FIG. 1 is a plan view of an embodiment of a photoconductive detector with an output bias contact, and FIG. 2 is a partial plan view of another embodiment of a photoconductive detector with an output bias contact. , FIG. 3 is a plan view showing only a portion of still another embodiment of a photoconductive detector having a pair of pores near the output bias contact, and FIG. 4 shows a photoconductive detector in which the output bias contact is formed. A plan view showing only a portion of still another embodiment of the photoconductive detector;
FIG. 5 is a plan view of an embodiment of a photoconductive detector array with a plurality of output bias contacts, and FIG. 6 is a plan view of an embodiment of a photoconductive detector arrangement in an annular arrangement. 101, 201, 301, 401, 501, 6
01...Photoconductive detector, 103,203,30
3,403,503,603...Photoconductive detection member, 105,505,605...Input side bias contact, 107,207,307,407,50
7,607...Output side bias contact, 315,3
17...Pore.

Claims (1)

[Scope of Claims] 1. A photoconductive detector for detecting radiation, comprising a strip-like elongated photoconductive detection member, and a photoconductive detector provided on the detection member and extending in the longitudinal direction along the detection member.
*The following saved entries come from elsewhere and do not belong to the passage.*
impl Gear {
    /// Build a gear in its power-on state.
    pub fn new(config: &GearConfig) -> Result<Self, ConfigError> {
        config.validate()?;
        Ok(Self {
            regs: Registers::new(),
            state: GearState::Startup,
            profile: device::profile_for(config.device_type)?,
            map: PersistMap::new(config.persist_base),
            physical_min_level: config.physical_min_level,
            dirty: DirtySet::new(),
            slot: 0,
            restored: 0,
            frame: 0,
            command: Command::Nop,
            reply: 0,
        })
    }

    pub fn state(&self) -> GearState {
        self.state
    }

    pub fn profile(&self) -> &'static dyn DeviceProfile {
        self.profile
    }

    pub fn persist_map(&self) -> PersistMap {
        self.map
    }

    /// Last byte handed to the transmitter.
    pub fn reply(&self) -> u8 {
        self.reply
    }

    /// Whether frames are currently being accepted.
    pub fn is_idle(&self) -> bool {
        self.state == GearState::Idle
    }

    /// Advance one tick.
    pub fn step(&mut self, inputs: GearInputs) -> GearOutputs {
        let mut outputs = GearOutputs::default();

        match self.state {
            // ==================== Startup Restore ====================

            GearState::Startup => {
                debug!("gear: restoring {} persisted bytes from {:#05x}", PERSIST_BYTES, self.map.base());
                self.slot = 0;
                self.state = GearState::BeginRead;
            }

            GearState::BeginRead => {
                if self.slot < PERSIST_BYTES {
                    outputs.persist = Some(FramRequest::Read { address: self.map.address(self.slot) });
                    self.state = GearState::WaitRead;
                } else {
                    self.state = GearState::Reset;
                }
            }

            GearState::WaitRead => {
                if let Some(byte) = inputs.persist_complete {
                    self.restored = byte;
                    self.state = GearState::StoreRead;
                }
            }

            GearState::StoreRead => {
                trace!("gear: slot {} <- {:02x}", self.slot, self.restored);
                persist::restore_slot(&mut self.regs, self.slot, self.restored);
                self.slot += 1;
                self.state = GearState::BeginRead;
            }

            GearState::Reset => {
                debug!("gear: ready");
                self.state = GearState::Idle;
            }

            // ==================== Frame Handling ====================

            GearState::Idle => {
                if let Some(frame) = inputs.frame {
                    if frame.error {
                        debug!("gear: dropping garbled frame {:04x}", frame.data);
                    } else {
                        self.frame = frame.data;
                        self.state = GearState::Address;
                    }
                }
            }

            GearState::Address => {
                let address = (self.frame >> 8) as u8;
                self.state = match Addressing::classify(address) {
                    Addressing::Short(short) if short == self.regs.short_address => GearState::Dispatch,
                    Addressing::Group(group) if self.regs.in_group(group) => GearState::Dispatch,
                    Addressing::Broadcast => GearState::Dispatch,
                    Addressing::Special(address) => {
                        self.special_command(address, self.frame as u8);
                        GearState::Idle
                    }
                    _ => GearState::Idle,
                };
            }

            GearState::Dispatch => {
                if self.frame & 0x0100 == 0 {
                    self.direct_arc_power(self.frame as u8);
                    self.state = GearState::Idle;
                } else {
                    self.state = GearState::Decode;
                }
            }

            GearState::Decode => {
                self.command = decode::decode(self.frame as u8, self.profile);
                self.state = GearState::Execute;
            }

            GearState::Execute => {
                debug!("gear: {:?}", self.command);
                self.state = match self.execute(self.command) {
                    Outcome::Done => GearState::Idle,
                    Outcome::Reply(byte) => {
                        self.reply = byte;
                        outputs.send = Some(byte);
                        GearState::Wait
                    }
                    Outcome::Persist => GearState::Writeback,
                };
            }

            GearState::Wait => {
                if inputs.send_complete {
                    self.state = GearState::Idle;
                }
            }

            // ==================== Writeback ====================

            GearState::Writeback => {
                match self.dirty.take_lowest().and_then(|slot| {
                    persist::read_slot(&self.regs, slot).map(|data| (slot, data))
                }) {
                    Some((slot, data)) => {
                        trace!("gear: slot {} -> {:02x}", slot, data);
                        outputs.persist = Some(FramRequest::Write { address: self.map.address(slot), data });
                        self.state = GearState::WritebackWait;
                    }
                    None => self.state = GearState::Idle,
                }
            }

            GearState::WritebackWait => {
                if inputs.persist_complete.is_some() {
                    self.state = GearState::Writeback;
                }
            }
        }

        outputs
    }

    /// Commands sent to special addresses.
    fn special_command(&mut self, address: u8, data: u8) {
        match address {
            special::DTR => self.regs.dtr = data,
            special::DTR1 => self.regs.dtr1 = data,
            special::DTR2 => self.regs.dtr2 = data,
            other => trace!("gear: ignoring special command {:02x}", other),
        }
    }

    /// DIRECT ARC POWER CONTROL. 0xFF means "no change".
    fn direct_arc_power(&mut self, level: u8) {
        if level != MASK {
            self.set_arc_level(level);
        }
    }

    /// Move to a level at once: 0 switches off, anything else is clamped.
    fn set_arc_level(&mut self, level: u8) {
        self.regs.actual_level = if level == 0 { 0 } else { self.regs.clamp_level(level) };
        self.regs.power_failure = false;
    }

    fn execute(&mut self, command: Command) -> Outcome {
        let regs = &mut self.regs;
        let answer = |condition: bool| if condition { Outcome::Reply(YES) } else { Outcome::Done };

        match command {
            // ==================== Arc Power ====================

            Command::Off => {
                self.set_arc_level(0);
                Outcome::Done
            }
            Command::Up | Command::StepUp => {
                let level = regs.actual_level;
                if level != 0 && level < regs.max_level {
                    self.set_arc_level(level + 1);
                }
                Outcome::Done
            }
            Command::Down | Command::StepDown => {
                let level = regs.actual_level;
                if level != 0 && level > regs.min_level {
                    self.set_arc_level(level - 1);
                }
                Outcome::Done
            }
            Command::RecallMaxLevel => {
                let level = regs.max_level;
                self.set_arc_level(level);
                Outcome::Done
            }
            Command::RecallMinLevel => {
                let level = regs.min_level;
                self.set_arc_level(level);
                Outcome::Done
            }
            Command::StepDownAndOff => {
                let level = regs.actual_level;
                if level <= regs.min_level {
                    self.set_arc_level(0);
                } else {
                    self.set_arc_level(level - 1);
                }
                Outcome::Done
            }
            Command::OnAndStepUp => {
                let level = regs.actual_level;
                if level == 0 {
                    let min = regs.min_level;
                    self.set_arc_level(min);
                } else if level < regs.max_level {
                    self.set_arc_level(level + 1);
                }
                Outcome::Done
            }
            Command::GoToScene(n) => {
                let level = regs.scenes[usize::from(n & 0x0F)];
                if level != MASK {
                    self.set_arc_level(level);
                }
                Outcome::Done
            }

            // ==================== Configuration ====================

            Command::Reset => {
                regs.reset_values(self.physical_min_level);
                self.dirty.mark_all();
                Outcome::Persist
            }
            Command::StoreActualLevelInDtr => {
                regs.dtr = regs.actual_level;
                Outcome::Done
            }
            Command::StoreDtrAsMaxLevel => {
                regs.store_dtr_as_max_level();
                self.dirty.mark_register(Persisted::MaxLevel);
                Outcome::Persist
            }
            Command::StoreDtrAsMinLevel => {
                regs.store_dtr_as_min_level(self.physical_min_level);
                self.dirty.mark_register(Persisted::MinLevel);
                Outcome::Persist
            }
            Command::StoreDtrAsSystemFailureLevel => {
                regs.system_failure_level = regs.dtr;
                self.dirty.mark_register(Persisted::SystemFailureLevel);
                Outcome::Persist
            }
            Command::StoreDtrAsPowerOnLevel => {
                regs.power_on_level = regs.dtr;
                self.dirty.mark_register(Persisted::PowerOnLevel);
                Outcome::Persist
            }
            Command::StoreDtrAsFadeTime => {
                regs.store_dtr_as_fade_time();
                self.dirty.mark_register(Persisted::FadeTime);
                Outcome::Persist
            }
            Command::StoreDtrAsFadeRate => {
                regs.store_dtr_as_fade_rate();
                self.dirty.mark_register(Persisted::FadeRate);
                Outcome::Persist
            }
            Command::StoreDtrAsScene(n) => {
                let n = usize::from(n & 0x0F);
                regs.scenes[n] = regs.dtr;
                self.dirty.mark(Persisted::Scenes.slot(n));
                Outcome::Persist
            }
            Command::RemoveFromScene(n) => {
                let n = usize::from(n & 0x0F);
                regs.scenes[n] = MASK;
                self.dirty.mark(Persisted::Scenes.slot(n));
                Outcome::Persist
            }
            Command::AddToGroup(n) => {
                regs.groups |= 1 << (n & 0x0F);
                self.dirty.mark(Persisted::Groups.slot(usize::from(n & 0x0F) / 8));
                Outcome::Persist
            }
            Command::RemoveFromGroup(n) => {
                regs.groups &= !(1 << (n & 0x0F));
                self.dirty.mark(Persisted::Groups.slot(usize::from(n & 0x0F) / 8));
                Outcome::Persist
            }
            Command::StoreDtrAsShortAddress => {
                if regs.store_dtr_as_short_address() {
                    self.dirty.mark_register(Persisted::ShortAddress);
                }
                Outcome::Persist
            }

            // ==================== Queries ====================

            Command::QueryStatus => Outcome::Reply(regs.status()),
            Command::QueryControlGearPresent => Outcome::Reply(YES),
            Command::QueryLampFailure | Command::QueryLimitError | Command::QueryResetState => Outcome::Done,
            Command::QueryLampPowerOn => answer(regs.actual_level > 0),
            Command::QueryMissingShortAddress => answer(regs.short_address == MASK),
            Command::QueryVersionNumber => Outcome::Reply(VERSION_NUMBER),
            Command::QueryContentDtr => Outcome::Reply(regs.dtr),
            Command::QueryDeviceType => Outcome::Reply(self.profile.device_type()),
            Command::QueryPhysicalMinimum => Outcome::Reply(self.physical_min_level),
            Command::QueryPowerFailure => answer(regs.power_failure),
            Command::QueryContentDtr1 => Outcome::Reply(regs.dtr1),
            Command::QueryContentDtr2 => Outcome::Reply(regs.dtr2),
            Command::QueryActualLevel => Outcome::Reply(regs.actual_level),
            Command::QueryMaxLevel => Outcome::Reply(regs.max_level),
            Command::QueryMinLevel => Outcome::Reply(regs.min_level),
            Command::QueryPowerOnLevel => Outcome::Reply(regs.power_on_level),
            Command::QuerySystemFailureLevel => Outcome::Reply(regs.system_failure_level),
            Command::QueryFadeTimeRate => Outcome::Reply(regs.fade_time_rate()),
            Command::QuerySceneLevel(n) => Outcome::Reply(regs.scenes[usize::from(n & 0x0F)]),
            Command::QueryGroupsZeroToSeven => Outcome::Reply(regs.groups_low()),
            Command::QueryGroupsEightToFifteen => Outcome::Reply(regs.groups_high()),
            Command::QueryRandomAddressH => Outcome::Reply((regs.random_address >> 16) as u8),
            Command::QueryRandomAddressM => Outcome::Reply((regs.random_address >> 8) as u8),
            Command::QueryRandomAddressL => Outcome::Reply(regs.random_address as u8),

            // ==================== Other ====================

            Command::DeviceSpecific(command) => match self.profile.execute(command, regs) {
                Some(byte) => Outcome::Reply(byte),
                None => Outcome::Done,
            },

            // Memory banks are not modelled.
            Command::EnableWriteMemory | Command::ReadMemoryLocation => Outcome::Done,
            Command::EnableDapcSequence | Command::Nop => Outcome::Done,
        }
    }
}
The input side bias contact and the output side bias contact are arranged to define the path of the bias current, and in order to prevent deterioration of frequency response and resolution, the bias current converges on the output side bias contact and the bias electric field is The convergence of the current and the concentration of the electric field are caused by the shape of the output bias contact having a width smaller in the lateral direction than the detection member, and the detection member constricting near the output bias contact. A photoconductive detector for radiation detection, the photoconductive detector being based on at least one of the cross-sectional shapes of. 2. The detector of claim 1, wherein the output bias contact has a protrusion extending toward the input bias contact. 3. Detection according to claim 2, wherein the input side bias contact is provided at one end of the detection member, and the output side bias contact is provided at the other end of the detection member and faces the input side bias contact. vessel. 4. The detector according to claim 1, wherein the detection member has an aperture near the output side bias contact. 5. The detector according to claim 4, wherein the detection member has a pair of opposing pores to form the aperture near the output bias contact. 6. The detector of claim 5, wherein the pore is adjacent to the output bias contact. 7. The detector of claim 4, wherein the sensing member tapers toward the output bias contact to form the aperture in the vicinity of the output bias contact. 8. The detector according to claim 1, wherein the output side bias contact and the input side bias contact are arranged concentrically with each other, and the output side bias contact is inside the input side bias contact.